Databricks addresses this problem by using open formats to consolidate data into low-cost storage and applying an integrated, fine-grained governance approach on top of that. The platform also supports composable agents, simplifying the deployment of pre-built agents, custom organization agents, and traditional models used for tasks such as churn prediction.
Several Databricks customers shared their experiences at the conference.
Telstra: From crimes against data to AI first
Telstra has set a goal to become an AI-first organization. But Dale Stevens, the company’s data and AI executive, acknowledged that given the carrier’s long history, technical debt and past “crimes against data,” it needs to get its foundations right first.
Advancements include separating compute and storage to reduce costs and improve scalability, establishing data lineage, and enabling data sharing across multiple platforms and clouds.
Mr Stevens highlighted Telstra’s commitment to responsible AI. The company was an early adopter of the Commonwealth Government’s AI Ethics Principles and was the first Australian company to join UNESCO’s Business Council to promote the implementation of ethical AI.
“All of Telstra’s AI models go through oversight boards,” she said, with goals focused on protecting privacy and preventing AI from slipping into “creepy conditions”.
Culturally, Stephens noted that there is a tension between early adoption of technology and maintaining customer and employee trust. Our priority is to maintain that trust through transparency, data quality, and governance. To support this, Telstra has established a Data and AI Academy and 20,000 employees have already completed at least one course.
Fonterra: Data-driven dairy
Helius Guimaraes, chief data and AI officer at New Zealand dairy cooperative Fonterra, explained how the organization is using Databricks to support transformation.
Fonterra took a data product approach because much of its historical data is stored in legacy systems. These reusable products, combined with AI-powered self-service capabilities, deliver greater efficiency than traditional reporting. Fonterra currently has more than 6,000 employees using generative AI capabilities within a variety of applications.

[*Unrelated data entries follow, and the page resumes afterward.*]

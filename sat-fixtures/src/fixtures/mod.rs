//! Fixtures for provisioning tests.
//!
//! Every fixture takes the [`FixtureContext`](crate::scope::FixtureContext),
//! resolves its upstreams through it, memoizes its result in the scope it
//! lives in and registers its teardown there.

mod content;
mod discovery;
mod hosts;
mod network;
mod target;
mod taxonomy;
mod vmware;

pub use content::*;
pub use discovery::*;
pub use hosts::*;
pub use network::*;
pub use target::*;
pub use taxonomy::*;
pub use vmware::*;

Alinta Energy: Retirement of vulnerable models
Alinta Energy’s spot trading team previously relied on weak machine learning (ML) models developed more than a decade ago in the Matlab programming language and an analytical environment on a desktop PC.

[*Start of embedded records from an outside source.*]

//! Infrastructure broker adapter.

use std::{collections::BTreeMap, path::PathBuf, sync::Arc};

use anyhow::{Context, Result, anyhow, bail};
use async_trait::async_trait;
use serde::Deserialize;
use serde_json::Value;
use tokio::process::Command;
use tracing::info;

use sat_shared::broker::{BrokerAction, BrokerRequest};

use crate::{host::ContentHost, shell::SshShell};

#[async_trait]
pub trait Broker: Send + Sync {
    /// Run a workflow and return its raw result (`{"data_out": {...}}` for
    /// provisioning workflows, anything or nothing for the rest).
    async fn execute(&self, request: &BrokerRequest) -> Result<Value>;

    /// Check out `count` hosts built by the request's workflow.
    async fn checkout(&self, request: &BrokerRequest, count: usize) -> Result<Vec<ContentHost>>;

    /// Release hosts back to the broker, which deprovisions them.
    async fn checkin(&self, hosts: &[ContentHost]) -> Result<()>;
}

#[derive(Deserialize)]
struct CheckedOutHost {
    name: String,
    hostname: String,
    #[serde(default, rename = "_broker_args")]
    broker_args: BTreeMap<String, Value>,
}

/// Drives the `broker` executable; results are read as JSON from stdout.
#[derive(Debug, Clone)]
pub struct BrokerCli {
    binary: PathBuf,
    ssh_username: String,
}

impl BrokerCli {
    pub fn new(binary: impl Into<PathBuf>, ssh_username: impl Into<String>) -> Self {
        Self {
            binary: binary.into(),
            ssh_username: ssh_username.into(),
        }
    }

    async fn run(&self, args: Vec<String>) -> Result<String> {
        info!("broker {}", args.join(" "));
        let output = Command::new(&self.binary)
            .args(&args)
            .output()
            .await
            .with_context(|| format!("Failed to run {:?}", self.binary))?;

        if !output.status.success() {
            bail!(
                "broker {} failed (exit code: {:?}): {}",
                args.first().map(String::as_str).unwrap_or_default(),
                output.status.code(),
                String::from_utf8_lossy(&output.stderr)
            );
        }
        Ok(String::from_utf8_lossy(&output.stdout).to_string())
    }

    fn host_from_record(&self, record: CheckedOutHost, blank: bool) -> ContentHost {
        let mut shell = SshShell::new(&record.hostname, &self.ssh_username);
        if let Some(key) = record.broker_args.get("auth").and_then(Value::as_str) {
            shell = shell.with_identity(key);
        }
        ContentHost::new(
            record.name,
            record.hostname,
            record.broker_args,
            blank,
            Arc::new(shell),
        )
    }
}

/// `--workflow name --key value ...`; non-string values are passed as JSON.
pub fn request_args(request: &BrokerRequest) -> Vec<String> {
    let mut args = match &request.action {
        BrokerAction::Workflow(name) => vec!["--workflow".to_string(), name.clone()],
        BrokerAction::JobTemplate(name) => vec!["--job-template".to_string(), name.clone()],
    };
    for (key, value) in &request.args {
        args.push(format!("--{key}"));
        args.push(match value {
            Value::String(s) => s.clone(),
            other => other.to_string(),
        });
    }
    args
}

#[async_trait]
impl Broker for BrokerCli {
    async fn execute(&self, request: &BrokerRequest) -> Result<Value> {
        let mut args = vec!["execute".to_string()];
        args.extend(request_args(request));
        args.extend(["--output-format".to_string(), "raw".to_string()]);

        let stdout = self.run(args).await?;
        if stdout.trim().is_empty() {
            return Ok(Value::Null);
        }
        serde_json::from_str(stdout.trim())
            .with_context(|| format!("Unparseable output from broker workflow {}", request.name()))
    }

    async fn checkout(&self, request: &BrokerRequest, count: usize) -> Result<Vec<ContentHost>> {
        let mut args = vec!["checkout".to_string()];
        args.extend(request_args(request));
        args.extend([
            "--count".to_string(),
            count.to_string(),
            "--output-format".to_string(),
            "json".to_string(),
        ]);

        let stdout = self.run(args).await?;
        let records: Vec<CheckedOutHost> = serde_json::from_str(stdout.trim())
            .with_context(|| format!("Unparseable checkout result for {}", request.name()))?;
        if records.len() != count {
            return Err(anyhow!(
                "Broker returned {} host(s) for {}, expected {}",
                records.len(),
                request.name(),
                count
            ));
        }

        let blank = request
            .get("blank")
            .and_then(Value::as_bool)
            .unwrap_or(false);
        Ok(records
            .into_iter()
            .map(|record| self.host_from_record(record, blank))
            .collect())
    }

    async fn checkin(&self, hosts: &[ContentHost]) -> Result<()> {
        if hosts.is_empty() {
            return Ok(());
        }
        let mut args = vec!["checkin".to_string()];
        args.extend(hosts.iter().map(|h| h.hostname.clone()));
        self.run(args).await?;
        Ok(())
    }
}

Andrew Davis, delivery manager for data and AI platforms, explained that the old model “took the business days to train” and was only updated annually. By migrating to Databricks, ingestion and processing tasks that used to take hours can now be completed in minutes.
Andrew Gorkic, principal AI consultant at Fujitsu Australia (which provides services to Alinta), said Databricks also provides ML operational support. This automates “challenger vs. champion” testing and alerts you when the model’s output deviates from reality.
This change has reduced the stress on our trading teams, allowing them to focus on market trends. The new model is faster and more accurate because it can be retrained every 1-2 months depending on weather and market conditions.
Prospa: Mapping fraud using graphs
Prospa, a small and medium-sized enterprise (SME) lender, uses Databricks to approve microloans in under an hour. However, mapping the complex relationships between businesses and individuals required going beyond traditional databases.
Lead AI Scientist Jin Foo explained that by adopting Neo4j’s graph database, Prospa was able to better visualize risks. For example, if 10 companies with the same owners apply for loans at the same time, or if a fraud group uses dozens of shell companies, a graph database will reveal these connections.
Prospa plans to implement search-enhanced generation by connecting graph databases to large-scale language models, allowing operations teams to query data using natural language.